C’est alors parmi les différentes déclinaisons du projet de revenu universel que l’on découvre la figure la plus fidèle aux canons de l’universalité. Ainsi de la proposition de verser à toute personne (de la naissance à la mort) une allocation de base dont le montant serait uniforme (ni condition de ressources, ni prise en considération de la situation familiale) et le versement dépourvu de toute contrepartie ([4]). Libre à chacun de compléter ce revenu de base par des revenus d’activité.
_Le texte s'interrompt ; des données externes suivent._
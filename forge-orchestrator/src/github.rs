use anyhow::{Context, Result};
use async_trait::async_trait;
use forge_common::{RunnerIdentity, RunnerStatus};
use reqwest::Client;
use serde::Deserialize;
use std::time::Duration;
use tracing::{debug, info};

const PER_PAGE: usize = 100;

/// Seam to the CI coordination service. The orchestrator only consumes three
/// calls: runner listing (for name lookup), registration-token creation and
/// runner removal.
#[async_trait]
pub trait RunnerRegistry: Send + Sync {
    /// Looks a runner up by its registration name. The service has no direct
    /// name lookup, so this lists all runners and filters client-side.
    ///
    /// Returns `None` both when no runner matches and when the listing call
    /// fails transiently; callers poll, so the two cases are deliberately
    /// indistinguishable.
    async fn find_runner(&self, name: &str) -> Option<RunnerIdentity>;

    /// One-time token a new runner uses to self-register. Failure here is
    /// fatal to the run and propagates immediately.
    async fn create_registration_token(&self) -> Result<String>;

    async fn remove_runner(&self, id: i64) -> Result<()>;
}

pub struct GithubRegistry {
    client: Client,
    token: String,
    owner: String,
    repo: String,
}

#[derive(Deserialize)]
struct RunnerRow {
    id: i64,
    name: String,
    status: String,
}

#[derive(Deserialize)]
struct RunnerPage {
    runners: Vec<RunnerRow>,
}

#[derive(Deserialize)]
struct RegistrationToken {
    token: String,
}

impl GithubRegistry {
    pub fn new(token: String, owner: String, repo: String) -> Self {
        let client = Client::builder()
            .connect_timeout(Duration::from_secs(5))
            .timeout(Duration::from_secs(20))
            .build()
            .unwrap();
        Self {
            client,
            token,
            owner,
            repo,
        }
    }

    fn runners_url(&self) -> String {
        format!(
            "https://api.github.com/repos/{}/{}/actions/runners",
            self.owner, self.repo
        )
    }

    fn headers(&self) -> reqwest::header::HeaderMap {
        let mut headers = reqwest::header::HeaderMap::new();
        headers.insert(
            reqwest::header::AUTHORIZATION,
            reqwest::header::HeaderValue::from_str(&format!("Bearer {}", self.token)).unwrap(),
        );
        headers.insert(
            reqwest::header::USER_AGENT,
            reqwest::header::HeaderValue::from_static("forge-runner"),
        );
        headers.insert(
            reqwest::header::ACCEPT,
            reqwest::header::HeaderValue::from_static("application/vnd.github+json"),
        );
        headers.insert(
            "X-GitHub-Api-Version",
            reqwest::header::HeaderValue::from_static("2022-11-28"),
        );
        headers
    }

    async fn list_runners(&self) -> Result<Vec<RunnerRow>> {
        let mut all = Vec::new();
        let mut page = 1u32;
        loop {
            let resp = self
                .client
                .get(self.runners_url())
                .headers(self.headers())
                .query(&[
                    ("per_page", PER_PAGE.to_string()),
                    ("page", page.to_string()),
                ])
                .send()
                .await?;
            let status = resp.status();
            if !status.is_success() {
                let text = resp.text().await.unwrap_or_default();
                anyhow::bail!(
                    "GitHub list runners failed: status={} body={}",
                    status.as_u16(),
                    text
                );
            }
            let parsed: RunnerPage = resp.json().await?;
            let count = parsed.runners.len();
            all.extend(parsed.runners);
            if count < PER_PAGE {
                return Ok(all);
            }
            page += 1;
        }
    }
}

#[async_trait]
impl RunnerRegistry for GithubRegistry {
    async fn find_runner(&self, name: &str) -> Option<RunnerIdentity> {
        let runners = match self.list_runners().await {
            Ok(runners) => runners,
            Err(e) => {
                debug!("runner listing failed, treating as not found: {:#}", e);
                return None;
            }
        };
        runners
            .into_iter()
            .find(|r| r.name == name)
            .map(|r| RunnerIdentity {
                id: r.id,
                name: r.name,
                status: RunnerStatus::parse(&r.status),
            })
    }

    async fn create_registration_token(&self) -> Result<String> {
        let url = format!("{}/registration-token", self.runners_url());
        let resp = self
            .client
            .post(&url)
            .headers(self.headers())
            .send()
            .await
            .context("requesting registration token")?;
        let status = resp.status();
        if !status.is_success() {
            let text = resp.text().await.unwrap_or_default();
            anyhow::bail!(
                "GitHub registration token request failed: status={} body={}",
                status.as_u16(),
                text
            );
        }
        let parsed: RegistrationToken = resp
            .json()
            .await
            .context("parsing registration token response")?;
        info!("GitHub registration token received");
        Ok(parsed.token)
    }

    async fn remove_runner(&self, id: i64) -> Result<()> {
        let url = format!("{}/{}", self.runners_url(), id);
        let resp = self
            .client
            .delete(&url)
            .headers(self.headers())
            .send()
            .await?;
        let status = resp.status();
        if !status.is_success() {
            let text = resp.text().await.unwrap_or_default();
            anyhow::bail!(
                "GitHub runner removal failed for {}: status={} body={}",
                id,
                status.as_u16(),
                text
            );
        }
        Ok(())
    }
}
S’il est destiné à libérer l’individu (abstraitement considéré) du travail comme « fait social total », le versement d’une telle allocation signifierait aussi, chacun en a bien conscience, une remise en cause des fonctions jusque-là attribuées à la protection sociale (instituer un pot commun pour couvrir certaines charges de la personne située, la garantir contre différents risques susceptibles de réduire ou supprimer les revenus) alors que ce sont justement ces fonctions qui fondent et justifient le principe de solidarité nationale (Voir le premier article du Code de la sécurité sociale).

Problématique(s)

Cette distance prise, dans tous les cas de figure, tant avec la grammaire des assurances sociales et du statut salarial qu’avec celle d’un régime proprement universel, conduit à s’interroger sur la véritable signification de la référence actuelle à l’universalité : faut-il y voir un principe matriciel, dont tout est déduit, ou seulement un instrument au service de politiques publiques dont il s’agit d’apprécier le sens et la portée ?
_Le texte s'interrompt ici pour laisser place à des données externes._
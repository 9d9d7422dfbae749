//! The two orchestration flows behind the CLI modes. All collaborators come
//! in as trait objects so the flows run unchanged against the real Scaleway
//! and GitHub clients or the test doubles.

use crate::bootstrap;
use crate::config::Config;
use crate::github::RunnerRegistry;
use crate::launcher::{SegmentFailure, SubnetFailoverLauncher};
use crate::poller::{PollSchedule, RegistrationPoller};
use crate::teardown::TeardownCoordinator;
use forge_common::{Instance, InstanceState, RunError};
use forge_providers::{ComputeProvider, LaunchSpec};
use std::time::Duration;
use tokio::time::Instant;
use tracing::info;
use uuid::Uuid;

#[derive(Debug)]
pub struct StartOutcome {
    pub label: String,
    pub instance: Instance,
    pub segment_failures: Vec<SegmentFailure>,
}

/// Issues a registration token, launches the instance with subnet failover,
/// waits for it to boot, then polls until its runner registers online.
pub async fn start_runner(
    config: &Config,
    provider: &dyn ComputeProvider,
    registry: &dyn RunnerRegistry,
) -> Result<StartOutcome, RunError> {
    let label = config
        .runner
        .label
        .clone()
        .unwrap_or_else(|| format!("runner-{}", Uuid::new_v4().simple()));

    let token = registry
        .create_registration_token()
        .await
        .map_err(RunError::Credential)?;

    let user_data = bootstrap::build_user_data(
        &config.github.owner,
        &config.github.repo,
        &token,
        &label,
        config.runner.home_dir.as_deref(),
    );

    let spec = LaunchSpec {
        name: label.clone(),
        instance_type: config.provider.instance_type.clone(),
        image_id: config.provider.image_id.clone(),
        security_group: config.provider.security_group.clone(),
        tags: vec!["forge-runner".to_string()],
    };
    let mut launcher =
        SubnetFailoverLauncher::new(provider, spec, config.provider.segments.clone());
    let launch = launcher.launch(&user_data).await?;
    let mut instance = launch.instance;

    wait_until_running(provider, &instance.id, config.poll.running_timeout).await?;
    instance.state = InstanceState::Running;

    let schedule = PollSchedule::new(
        config.poll.initial_delay,
        config.poll.backoff_multiplier,
        config.poll.max_delay,
    );
    let mut poller =
        RegistrationPoller::new(registry, schedule, config.poll.registration_timeout);
    poller.wait_until_online(&label).await?;

    Ok(StartOutcome {
        label,
        instance,
        segment_failures: launch.failures,
    })
}

/// Terminates the instance (when an id is configured) and de-registers the
/// runner. Both operations run regardless of the other's outcome; the first
/// failure is reported after both had their chance.
pub async fn stop_runner(
    config: &Config,
    provider: &dyn ComputeProvider,
    registry: &dyn RunnerRegistry,
) -> Result<(), RunError> {
    let teardown = TeardownCoordinator::new(provider, registry);
    let instance_id = config.runner.instance_id.as_deref();
    let label = config.runner.label.as_deref();

    let terminated = match instance_id {
        Some(id) => teardown.terminate_instance(id).await,
        None => Ok(()),
    };
    let deregistered = teardown.deregister_runner(instance_id, label).await;

    terminated?;
    deregistered
}

/// Bounded wait for the provider to report the instance running. The boot
/// process cannot register the runner before that, so polling registration
/// earlier would only burn the backoff budget.
async fn wait_until_running(
    provider: &dyn ComputeProvider,
    instance_id: &str,
    timeout: Duration,
) -> Result<(), RunError> {
    let deadline = Instant::now() + timeout;
    loop {
        match provider.describe_instance(instance_id).await {
            Ok(Some(details)) if details.state.eq_ignore_ascii_case("running") => {
                info!("instance {} is up and running", instance_id);
                return Ok(());
            }
            // Not visible yet or still booting; keep waiting.
            Ok(_) => {}
            Err(e) => return Err(RunError::Provider(e)),
        }
        if Instant::now() >= deadline {
            return Err(RunError::Provider(anyhow::anyhow!(
                "instance {} did not reach running state within {}s",
                instance_id,
                timeout.as_secs()
            )));
        }
        tokio::time::sleep(Duration::from_secs(5)).await;
    }
}
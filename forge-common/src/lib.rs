use serde::{Deserialize, Serialize};
use thiserror::Error;

// --- Enums ---

/// Lifecycle of the single instance managed by one orchestration run.
#[derive(Debug, Serialize, Deserialize, Clone, Copy, PartialEq, Eq)]
#[serde(rename_all = "lowercase")]
pub enum InstanceState {
    Requested, // Launch call accepted by the provider
    Running,   // Provider reports the instance up
    Terminated,
    LaunchFailed,
}

/// Registration status as reported by the CI coordination service.
/// Only `Online` means the runner accepts jobs; `Offline` is registered but
/// not ready, and anything unrecognized parses to `Unknown`.
#[derive(Debug, Clone, Copy, PartialEq, Eq)]
pub enum RunnerStatus {
    Online,
    Offline,
    Unknown,
}

impl RunnerStatus {
    pub fn parse(raw: &str) -> Self {
        match raw.to_ascii_lowercase().as_str() {
            "online" => RunnerStatus::Online,
            "offline" => RunnerStatus::Offline,
            _ => RunnerStatus::Unknown,
        }
    }

    pub fn is_online(self) -> bool {
        self == RunnerStatus::Online
    }
}

// --- Entities ---

/// One candidate private network for a launch attempt. Segments are
/// independent fault domains: a failure in one says nothing about the others.
#[derive(Debug, Serialize, Deserialize, Clone, PartialEq, Eq, Hash)]
pub struct NetworkSegment(pub String);

impl NetworkSegment {
    pub fn as_str(&self) -> &str {
        &self.0
    }
}

impl std::fmt::Display for NetworkSegment {
    fn fmt(&self, f: &mut std::fmt::Formatter<'_>) -> std::fmt::Result {
        f.write_str(&self.0)
    }
}

impl From<&str> for NetworkSegment {
    fn from(value: &str) -> Self {
        NetworkSegment(value.to_string())
    }
}

#[derive(Debug, Serialize, Deserialize, Clone)]
pub struct Instance {
    pub id: String,
    pub segment: NetworkSegment,
    pub state: InstanceState,
}

/// A runner record as the CI service knows it. `name` is the key the
/// orchestrator assigned before launch; `id` is service-assigned and only
/// learned through lookup.
#[derive(Debug, Clone)]
pub struct RunnerIdentity {
    pub id: i64,
    pub name: String,
    pub status: RunnerStatus,
}

// --- Run-level failures ---

/// Terminal outcomes an orchestration run reports to its invoker.
/// Per-attempt failures (one segment, one lookup) are absorbed internally
/// and never appear here.
#[derive(Debug, Error)]
pub enum RunError {
    #[error("all {attempted} network segment(s) exhausted, no instance was launched")]
    LaunchExhausted { attempted: usize },

    #[error("runner '{name}' was not registered and online within {waited_secs}s")]
    RegistrationTimeout { name: String, waited_secs: u64 },

    #[error("failed to obtain a registration token")]
    Credential(#[source] anyhow::Error),

    #[error("provider call failed")]
    Provider(#[source] anyhow::Error),
}

#[cfg(test)]
mod tests {
    use super::*;

    #[test]
    fn runner_status_parses_case_insensitively() {
        assert_eq!(RunnerStatus::parse("online"), RunnerStatus::Online);
        assert_eq!(RunnerStatus::parse("Online"), RunnerStatus::Online);
        assert_eq!(RunnerStatus::parse("offline"), RunnerStatus::Offline);
        assert_eq!(RunnerStatus::parse("idle"), RunnerStatus::Unknown);
        assert_eq!(RunnerStatus::parse(""), RunnerStatus::Unknown);
    }

    #[test]
    fn launch_exhausted_names_the_attempt_count() {
        let err = RunError::LaunchExhausted { attempted: 3 };
        assert!(err.to_string().contains("3 network segment(s)"));
    }
}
Quel que soit le caractère chaotique – parfois même paradoxal – des réformes, voit-on se dessiner un « modèle social » ? Dicté par les reconfigurations économiques ou qui tente d’en maîtriser les effets ?

Quels enseignements tirer des expériences étrangères ? Qu’attendre de ces nouvelles figures de l’universalité en terme d’effectivité, voire d’efficience des protections ?

Pour répondre à ces diverses questions quatre axes de réflexion sont proposés :

  •  universalité et citoyenneté sociale ;
  •  universalité et redistribution ;
  •  universalité de la sécurité sociale et réforme de son financement ;
  •  destin des beveridgismes

Premier axe : Universalité et citoyenneté sociale

Tant l’histoire que la sociologie enseignent que l’accès à la citoyenneté dépend de deux conditions :

  •  au plan individuel, apporter à chacun le bloc de ressources et de droits qui lui permettra de ne pas être dans la dépendance du besoin et de disposer d’une indépendance sociale suffisante pour être maître de ses choix ;
  •  au plan collectif, voir ses intérêts défendus par un mécanisme de représentation collective, de sorte que chacun puisse participer aux décisions qui engagent le destin collectif.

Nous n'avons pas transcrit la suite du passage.